Certaines femmes continuent-elles de manifester malgré le danger ?
Des femmes manifestent à Kaboul. Elles sont peu nombreuses, mais c’est une forme de résistance. Elles résistent aussi notamment à travers le canal extraordinaire des écoles clandestines qui sont peut-être entre 10 et 15 000 aujourd’hui en Afghanistan. C’est leur façon de résister de manière plus souterraine, mais beaucoup plus percutante. Elles risquent gros [en faisant cela]. Les talibans s’en sont pris récemment contre ces écoles clandestines, alors qu’ils ont laissé faire pendant quasiment un an. Des enseignants ont été mis en prison récemment et à Kaboul et dans le centre du pays.
Dans votre tribune, vous demandez à la France d’accueillir les Afghanes ?
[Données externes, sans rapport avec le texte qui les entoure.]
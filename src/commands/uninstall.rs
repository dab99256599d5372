//! Uninstall command implementation

use console::Style;

use crate::cli::{GlobalArgs, UninstallArgs};
use crate::commands::helpers::{confirm, open, print_paths, print_warnings};
use crate::error::{GitopsiError, Result};
use crate::installer::{Installer, UninstallOptions};

/// Run uninstall command
pub fn run(global: &GlobalArgs, args: UninstallArgs) -> Result<()> {
    let (project, registries) = open(global)?;
    let installer = Installer::new(&project, &registries);
    let options = UninstallOptions::from(&args);

    let state = project.store.load()?;
    let installed = state.get(&args.name).ok_or_else(|| GitopsiError::NotInstalled {
        name: args.name.clone(),
    })?;

    let prompt = if options.keep_files {
        format!("Forget '{}' and keep its files?", args.name)
    } else {
        format!(
            "Uninstall '{}' and remove {} file(s)?",
            args.name,
            installed.paths.len()
        )
    };
    if !confirm(&prompt, options.auto_approve)? {
        println!("Uninstall cancelled.");
        return Ok(());
    }

    let result = installer.uninstall(&args.name, &options)?;
    print_warnings(&result.warnings);
    println!(
        "{}",
        Style::new()
            .green()
            .bold()
            .apply_to(format!("Uninstalled {}", args.name))
    );
    print_paths("Removed files:", &result.removed);
    Ok(())
}
//! Dependency declarations between patterns

use serde::{Deserialize, Serialize};

/// Reference to another pattern
#[derive(Debug, Clone, PartialEq, Eq, Serialize, Deserialize)]
pub struct Dependency {
    pub name: String,

    /// Exact version; empty means latest
    #[serde(default, skip_serializing_if = "String::is_empty")]
    pub version: String,

    /// Failure to install an optional dependency does not block its dependent
    #[serde(default, skip_serializing_if = "std::ops::Not::not")]
    pub optional: bool,
}

impl Dependency {
    pub fn required(name: impl Into<String>, version: impl Into<String>) -> Self {
        Self {
            name: name.into(),
            version: version.into(),
            optional: false,
        }
    }

    pub fn optional(name: impl Into<String>) -> Self {
        Self {
            name: name.into(),
            version: String::new(),
            optional: true,
        }
    }
}
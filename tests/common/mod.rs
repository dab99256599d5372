//! Common test utilities for gitopsi integration tests

use std::path::{Path, PathBuf};
use tempfile::TempDir;

/// A GitOps project and a pattern registry for integration tests
#[allow(dead_code)]
pub struct TestProject {
    /// Temporary directory
    pub temp: TempDir,
    /// Project root
    pub path: PathBuf,
    /// Registry directory, seeded from the fixture registry
    pub registry: PathBuf,
}

#[allow(dead_code)]
impl TestProject {
    /// Create an empty project with an empty registry
    pub fn new() -> Self {
        let temp = TempDir::new().expect("Failed to create temp directory");
        let path = temp.path().join("gitops");
        let registry = temp.path().join("registry");
        std::fs::create_dir_all(&path).expect("Failed to create project directory");
        std::fs::create_dir_all(&registry).expect("Failed to create registry directory");
        Self {
            temp,
            path,
            registry,
        }
    }

    /// Create a project whose registry holds the fixture patterns
    pub fn with_fixture_registry() -> Self {
        let project = Self::new();
        copy_dir_recursive(&fixture_registry(), &project.registry)
            .expect("Failed to copy fixture registry");
        project
    }

    /// Write a file relative to the project root
    pub fn write_file(&self, path: &str, content: &str) {
        let file_path = self.path.join(path);
        if let Some(parent) = file_path.parent() {
            std::fs::create_dir_all(parent).expect("Failed to create parent directory");
        }
        std::fs::write(&file_path, content).expect("Failed to write file");
    }

    /// Read a file relative to the project root
    pub fn read_file(&self, path: &str) -> String {
        std::fs::read_to_string(self.path.join(path)).expect("Failed to read file")
    }

    /// Check if a file exists relative to the project root
    pub fn file_exists(&self, path: &str) -> bool {
        self.path.join(path).exists()
    }

    /// Publish a pattern definition into the registry
    pub fn publish(&self, dir: &str, yaml: &str) {
        let target = self.registry.join(dir);
        std::fs::create_dir_all(&target).expect("Failed to create pattern directory");
        std::fs::write(target.join("pattern.yaml"), yaml).expect("Failed to write pattern");
    }

    /// Write `.gitopsi/config.yaml`
    pub fn write_settings(&self, yaml: &str) {
        self.write_file(".gitopsi/config.yaml", yaml);
    }

    /// Read the ledger as raw YAML
    pub fn ledger(&self) -> serde_yaml::Value {
        serde_yaml::from_str(&self.read_file(".gitopsi/patterns.yaml"))
            .expect("Failed to parse ledger")
    }
}

impl Default for TestProject {
    fn default() -> Self {
        Self::new()
    }
}

/// Fixture registry shipped with the tests
pub fn fixture_registry() -> PathBuf {
    PathBuf::from(env!("CARGO_MANIFEST_DIR"))
        .join("tests")
        .join("common")
        .join("fixtures")
        .join("registry")
}

/// Recursively copy a directory
fn copy_dir_recursive(src: &Path, dst: &Path) -> std::io::Result<()> {
    if !dst.exists() {
        std::fs::create_dir_all(dst)?;
    }

    for entry in std::fs::read_dir(src)? {
        let entry = entry?;
        let file_type = entry.file_type()?;
        let src_path = entry.path();
        let dst_path = dst.join(entry.file_name());

        if file_type.is_dir() {
            copy_dir_recursive(&src_path, &dst_path)?;
        } else {
            std::fs::copy(&src_path, &dst_path)?;
        }
    }

    Ok(())
}

#[cfg(test)]
mod tests {
    use super::*;

    #[test]
    fn test_project_creation() {
        let project = TestProject::new();
        assert!(project.path.exists());
        assert!(project.registry.exists());
    }

    #[test]
    fn test_fixture_registry_is_copied() {
        let project = TestProject::with_fixture_registry();
        assert!(
            project
                .registry
                .join("observability/monitoring/1.0.0/pattern.yaml")
                .exists()
        );
    }
}
//! Ordered set of registries

use crate::error::{GitopsiError, Result};
use crate::pattern::Pattern;

use super::{IndexEntry, Registry, local::LocalRegistry};

/// Several registries searched in order; the first one holding a pattern wins
#[derive(Default)]
pub struct RegistrySet {
    registries: Vec<LocalRegistry>,
}

impl RegistrySet {
    pub fn new() -> Self {
        Self {
            registries: Vec::new(),
        }
    }

    pub fn push(&mut self, registry: LocalRegistry) {
        self.registries.push(registry);
    }

    pub fn len(&self) -> usize {
        self.registries.len()
    }

    pub fn is_empty(&self) -> bool {
        self.registries.is_empty()
    }

    /// Search every registry by name, description or tag.
    ///
    /// Names shadowed by an earlier registry are reported once.
    pub fn search(&self, query: Option<&str>, category: Option<&str>) -> Vec<(IndexEntry, String)> {
        let query = query.map(str::to_lowercase);
        let mut seen = std::collections::HashSet::new();
        let mut results = Vec::new();

        for registry in &self.registries {
            for entry in registry.entries() {
                if !seen.insert(entry.name.clone()) {
                    continue;
                }
                if category.is_some_and(|c| !entry.category.eq_ignore_ascii_case(c)) {
                    continue;
                }
                if let Some(q) = &query {
                    let matches = entry.name.to_lowercase().contains(q)
                        || entry.description.to_lowercase().contains(q)
                        || entry.tags.iter().any(|t| t.to_lowercase().contains(q));
                    if !matches {
                        continue;
                    }
                }
                results.push((entry, registry.id().to_string()));
            }
        }

        results.sort_by(|a, b| a.0.name.cmp(&b.0.name));
        results
    }
}

impl Registry for RegistrySet {
    fn find_pattern(&self, name: &str) -> Result<(IndexEntry, String)> {
        self.registries
            .iter()
            .find_map(|r| r.find_pattern(name).ok())
            .ok_or_else(|| GitopsiError::PatternNotFound {
                name: name.to_string(),
            })
    }

    fn fetch_pattern(&self, registry_id: &str, name: &str, version: &str) -> Result<Pattern> {
        let registry = self
            .registries
            .iter()
            .find(|r| r.id() == registry_id)
            .ok_or_else(|| GitopsiError::RegistryFailed {
                registry: registry_id.to_string(),
                reason: "registry is not configured".to_string(),
            })?;
        registry.fetch_pattern(registry_id, name, version)
    }

    fn entries(&self) -> Vec<IndexEntry> {
        self.search(None, None).into_iter().map(|(e, _)| e).collect()
    }
}
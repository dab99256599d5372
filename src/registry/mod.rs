//! Pattern registries
//!
//! A registry resolves a pattern name to an index entry and fetches concrete
//! pattern versions. The installer only talks to the [`Registry`] trait:
//!
//! - [`LocalRegistry`]: a directory tree of `pattern.yaml` files
//! - [`RegistrySet`]: several registries searched in order

pub mod index;
pub mod local;
pub mod set;

use crate::error::Result;
use crate::pattern::Pattern;

pub use index::{CategoryEntry, INDEX_FILE, IndexEntry, RegistryIndex};
pub use local::LocalRegistry;
pub use set::RegistrySet;

/// Source of patterns
pub trait Registry {
    /// Look up a pattern by name.
    ///
    /// Returns the index entry and the id of the registry that holds it; the
    /// id is passed back to [`Registry::fetch_pattern`].
    fn find_pattern(&self, name: &str) -> Result<(IndexEntry, String)>;

    /// Fetch a pattern version; an empty version means latest
    fn fetch_pattern(&self, registry_id: &str, name: &str, version: &str) -> Result<Pattern>;

    /// All index entries this registry knows about
    fn entries(&self) -> Vec<IndexEntry>;
}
Il faut bien comprendre qu’on ne peut malheureusement pas aider les Afghanes de là où on est parce qu’on n’a plus d’ambassade sur place, parce qu’avec les sanctions américaines, vous ne pouvez pas envoyer d’argent en Afghanistan autrement que par le prisme des Nations unies qui risquent de quitter l’Afghanistan bientôt. En réalité, notre impact sur les Afghanes en Afghanistan est malheureusement assez mince. Elles sont non seulement enfermées chez elles, mais aussi enfermées dans leur pays. C’est très difficile de fuir l’Afghanistan aujourd’hui car il vous faut de l’argent pour obtenir un passeport au black, ensuite acheter un visa au black, passer la frontière avec un chaperon qui va vous racketter. C’est donc une machine infernale. Ensuite dans le pays tiers, comme le Pakistan, l’Iran ou la Turquie, vous allez devoir attendre de longs mois pour avoir une validation. Et quand vous arrivez en France, vous n’êtes pas hébergé, vous vous retrouvez sous un pont si vous n’avez pas des réseaux de bénévoles extraordinaires dans ce pays. Alors qu’en même temps, on voit très bien que quand on veut, on peut tendre la main aux Ukrainiennes, on a les moyens pour les loger, pour les protéger des trafics et les mettre dans des centres d’hébergement sans homme. On pourrait tout à fait déployer cet outil pour les Afghanes, mais on ne le fait pas. Et nous, on demande cette voie protégée pour aider les filles non seulement à sortir d’Afghanistan, mais aussi pour rentrer dans notre pays dans des conditions dignes et protectrices. On parle de quelques milliers de femmes seulement. On ne comprend donc pas ce blocage, ces délais. Il est temps de passer le stade de la contrition.